Unterstützung erhielt die Gesundheitsministerin vom Präsidenten des Sozialverbandes VdK, Walter Hirrlinger. Der Selbstbehalt käme der Einführung der Kaskoversicherung in der gesetzlichen Krankenversicherung gleich. „Kaskoversicherungen sind beim Auto sinnvoll“, sagte Hirrlinger. „Aber Menschen sind keine Autos. Sie können nicht vorausahnen, was im Laufe ihres Lebens auf sie zukommt.“ Dagegen begrüßte Ekkehard Bahlo vom Patientenverband DGVP den Tarif als „mutigen Ansatz, der zumindest eine Chance verdient“.

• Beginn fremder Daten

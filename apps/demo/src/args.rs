use canopy_bus::BroadcastDirection;
use canopy_logger::LevelFilter;
use clap::{Parser, ValueEnum};

/// Builds an app → module → session bus tree and publishes one session event.
#[derive(Debug, Parser)]
#[command(name = "canopy", version, about)]
pub(crate) struct DemoArgs {
    /// Module nodes attached under the application node.
    #[arg(long, default_value_t = 3)]
    pub modules: usize,

    /// Session nodes attached under every module.
    #[arg(long, default_value_t = 2)]
    pub sessions: usize,

    /// Broadcast direction of the published topic.
    #[arg(long, value_enum, default_value_t = Direction::ToChildren)]
    pub direction: Direction,

    /// Make every n-th subscriber reject the event (0 disables failures).
    #[arg(long, default_value_t = 0)]
    pub fail_every: usize,

    /// Default log level (`RUST_LOG` directives still apply on top).
    #[arg(long, default_value = "info")]
    pub log_level: LevelFilter,

    /// Log one JSON object per line instead of compact text.
    #[arg(long)]
    pub json: bool,
}

#[derive(Debug, Clone, Copy, PartialEq, Eq, ValueEnum)]
pub(crate) enum Direction {
    None,
    ToChildren,
    ToParent,
    ToDirectChildren,
}

impl From<Direction> for BroadcastDirection {
    fn from(direction: Direction) -> Self {
        match direction {
            Direction::None => Self::None,
            Direction::ToChildren => Self::ToChildren,
            Direction::ToParent => Self::ToParent,
            Direction::ToDirectChildren => Self::ToDirectChildren,
        }
    }
}
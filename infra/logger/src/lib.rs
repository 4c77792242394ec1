//! # Logger
//!
//! Installs the process-wide `tracing` subscriber for applications hosting a
//! message bus tree: a console layer, an optional rolling file layer written
//! through a non-blocking worker, and an [`EnvFilter`](tracing_subscriber::EnvFilter)
//! combining a default level with `RUST_LOG` or explicit directives.
//!
//! ## Example
//!
//! ```rust
//! use canopy_logger::{LevelFilter, Logger};
//!
//! let _logger = Logger::builder()
//!     .name("canopy")
//!     .level(LevelFilter::DEBUG)
//!     .env_filter("canopy_bus=trace,info")
//!     .init()
//!     .unwrap();
//!
//! tracing::info!("ready");
//! ```

mod config;
mod error;

pub use crate::config::{LogFormat, LoggerConfig};
pub use crate::error::{LoggerError, LoggerErrorExt};
pub use tracing::level_filters::LevelFilter;
pub use tracing_appender::rolling::Rotation;

use std::fs;
use std::path::{Path, PathBuf};
use tracing::{Subscriber, debug};
use tracing_appender::non_blocking::WorkerGuard;
use tracing_appender::rolling::RollingFileAppender;
use tracing_subscriber::fmt::layer;
use tracing_subscriber::layer::SubscriberExt;
use tracing_subscriber::registry::LookupSpan;
use tracing_subscriber::util::SubscriberInitExt;
use tracing_subscriber::Layer;

const LOG_FILE_SUFFIX: &str = "log";

type BoxedLayer<S> = Box<dyn Layer<S> + Send + Sync + 'static>;

/// Configures and installs the global subscriber.
#[derive(Debug, Default)]
#[must_use = "The builder does nothing until `init` is called."]
pub struct LoggerBuilder {
    config: LoggerConfig,
}

impl LoggerBuilder {
    /// Application name; also the prefix of rolling log files (`<name>.<date>.log`).
    pub fn name(mut self, name: impl Into<String>) -> Self {
        self.config.name = name.into();
        self
    }

    /// Default level for targets without an explicit directive.
    pub const fn level(mut self, level: LevelFilter) -> Self {
        self.config.level = level;
        self
    }

    /// Explicit filter directives (e.g. `canopy_bus=trace,info`), used instead of `RUST_LOG`.
    pub fn env_filter(mut self, directives: impl Into<String>) -> Self {
        self.config.env_filter = Some(directives.into());
        self
    }

    pub const fn console(mut self, enabled: bool) -> Self {
        self.config.console = enabled;
        self
    }

    /// Also writes to rolling files under `path`, created if missing.
    pub fn path(mut self, path: impl Into<PathBuf>) -> Self {
        self.config.path = Some(path.into());
        self
    }

    /// Emits one JSON object per event on every enabled output.
    pub const fn json(mut self) -> Self {
        self.config.format = LogFormat::Json;
        self
    }

    pub const fn rotation(mut self, rotation: Rotation) -> Self {
        self.config.rotation = rotation;
        self
    }

    pub const fn max_files(mut self, max: usize) -> Self {
        self.config.max_files = max;
        self
    }

    /// Replaces every setting at once, e.g. with a config assembled from CLI flags.
    pub fn config(mut self, config: LoggerConfig) -> Self {
        self.config = config;
        self
    }

    /// Validates the settings and installs the global subscriber.
    ///
    /// The returned [`Logger`] owns the file writer's worker guard; keep it alive
    /// for as long as events should reach the log files.
    ///
    /// # Errors
    /// - [`LoggerError::InvalidConfiguration`] for invalid settings or filter directives.
    /// - [`LoggerError::Internal`] if the log directory cannot be created.
    /// - [`LoggerError::Appender`] if the rolling file appender cannot be built.
    /// - [`LoggerError::Subscriber`] if a global subscriber is already installed.
    pub fn init(self) -> Result<Logger, LoggerError> {
        let config = self.config;
        config.validate()?;
        let filter = config.env_filter()?;

        let mut layers: Vec<BoxedLayer<_>> = Vec::new();
        if config.console {
            layers.push(console_layer(config.format));
        }

        let guard = match &config.path {
            Some(path) => {
                let (file, guard) = file_layer(&config, path)?;
                layers.push(file);
                Some(guard)
            },
            None => None,
        };

        tracing_subscriber::registry().with(filter).with(layers).try_init()?;

        debug!(
            name = %config.name,
            level = %config.level,
            file = config.path.as_ref().map(|p| p.display().to_string()).as_deref(),
            "Logger initialized"
        );

        Ok(Logger { guard, config })
    }
}

fn console_layer<S>(format: LogFormat) -> BoxedLayer<S>
where
    S: Subscriber + for<'a> LookupSpan<'a>,
{
    match format {
        LogFormat::Compact => layer().compact().with_ansi(true).boxed(),
        LogFormat::Json => layer().json().boxed(),
    }
}

fn file_layer<S>(
    config: &LoggerConfig,
    path: &Path,
) -> Result<(BoxedLayer<S>, WorkerGuard), LoggerError>
where
    S: Subscriber + for<'a> LookupSpan<'a>,
{
    fs::create_dir_all(path).context(format!("Failed to create path: {}", path.display()))?;

    let appender = RollingFileAppender::builder()
        .rotation(config.rotation.clone())
        .filename_prefix(&config.name)
        .filename_suffix(LOG_FILE_SUFFIX)
        .max_log_files(config.max_files)
        .build(path)?;
    let (writer, guard) = tracing_appender::non_blocking(appender);

    let layer = layer().with_writer(writer).with_ansi(false);
    let layer = match config.format {
        LogFormat::Compact => layer.boxed(),
        LogFormat::Json => layer.json().boxed(),
    };
    Ok((layer, guard))
}

/// Handle to the installed logging system.
///
/// Dropping it stops the file writer after flushing buffered events, so hold it
/// until shutdown.
#[must_use = "Dropping this handle stops the background file writer."]
#[derive(Debug)]
pub struct Logger {
    guard: Option<WorkerGuard>,
    config: LoggerConfig,
}

impl Logger {
    pub fn builder() -> LoggerBuilder {
        LoggerBuilder::default()
    }

    /// Settings the subscriber was installed with.
    #[must_use]
    pub const fn config(&self) -> &LoggerConfig {
        &self.config
    }

    /// Whether events are also written to rolling files.
    #[must_use]
    pub const fn writes_files(&self) -> bool {
        self.guard.is_some()
    }
}

impl Drop for Logger {
    fn drop(&mut self) {
        if self.guard.is_some() {
            debug!(name = %self.config.name, "Logger shutting down, flushing file writer");
        }
    }
}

Deutliche Kritik an der Intervention der Bundesgesundheitsministerin übten dagegen Politiker der Grünen und der Union. Die gesundheitspolitische Sprecherin der Grünen, Birgitt Bender, verteidigte den Selbstbehalt. „Es spricht viel dafür, das Modell auszuprobieren“, sagte Bender dieser Zeitung. „Dann sehen wir, ob gesetzlich Versicherte vom Wechsel in die privaten Kassen abgehalten werden.“ Die Solidargemeinschaft sei durch das Modell der Techniker nicht bedroht. „Um finanzielle Risiken abzufangen, gibt es den Risikostrukturausgleich“, sagte Bender. Auch CDU-Gesundheitsexperte Andreas Storm verteidigte den Selbstbehalt: Dieser gebe Versicherten mehr Wahlmöglichkeiten und sei das richtige Instrument, um die Abwanderung in die privaten Kassen zu verhindern. Storm sagte, auf das Bundesversicherungsamt sei „ein enormer Druck von Seiten der Politik ausgeübt worden“. Das zeige, dass die Ministerin „jeden innovativen Gedanken im Keim ersticke“.